I have terrible IBS and have real issues with food/digestion/bloating and all that fun stuff.  keep investigating..it helps to know as much as you can about what's going on with your body.  I find that the more anxious I get the worse my appetite/digestion so I get more anxious and my tummy gets worse..and you get the picture!!

You've been through so many changes lately try not to be too hard on yourself.  I can't give you any advice on being a mother but I can suggest you get some counselling around these fears.  And try and keep breathing. Give bubs a hug for me and welcome to HW.

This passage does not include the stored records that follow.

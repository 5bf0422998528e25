//! Terminal UI: the game screen, with drop animations and a stats panel.

pub mod animation;
mod app;
pub mod game_view;

pub use app::App;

I alone can do this, but I cannot do it alone. 
 
NervyMeg


FitzyK23
Veteran Member


Date Joined May 2005
Total Posts : 4219
   Posted 12/12/2007 10:29 PM (GMT -7)   
If you went to the ER and they took your pee to check for a bladder infection, they most likely checked for pregnancy as well. Every time I go in for crohns stuff they run a bunch of standard tests. Little did I know how many pregnancy tests I have had lol!!! If you are having trouble getting out to get a test try calling the ER you went to and asking if they tested you for that. Thinking you are pregnant is very very very stressful. I know there are so many trying to conceive in this world that it can be an unpopular topic, but it really really is scary. I am 26 and married w/ a house and pets. Sounds like the perfect situation if one was to get pregnant. But, it would actually be horrable because I am in my second year of law school. If I had to leave school I would have to start paying back all that debt and without a lawyers salary I never could. So earlier this month I was convinced my birth control had failed. I had all the signs. Finally I got up the courage to buy a test and it was negative. But I know negatives are not always reliable. Now I have my period, and I think it is "regular" enough that I can breath a sigh of relief. I just wanted to share that I understand how lonely it is when you are worrying if you are pregnant. Also I was feeling tormented by the choices. I was raised Catholic and just never really accepted the option of abortion for myself but at the same time other women fought for years so people in my exact situation would have that right to choose their lives and careers... plus we literally could not afford to have a child with the debt I have pending... then there is adoption, but at my age I couldn't bear explaining to everyone, yes I am pregnant but giving it away? Nothing seemed right. I still have no idea what I would have done. But again, I just understand... and I am sending you hugs.
26 Year old married female.  Diagnosed w/ CD 3 years ago, IBS for over 10 years before that, which was probably the CD.  Currently on Pentasa 4 pills/4x day, hysociamine prn, nexium, and ortho evra.  Good times!!!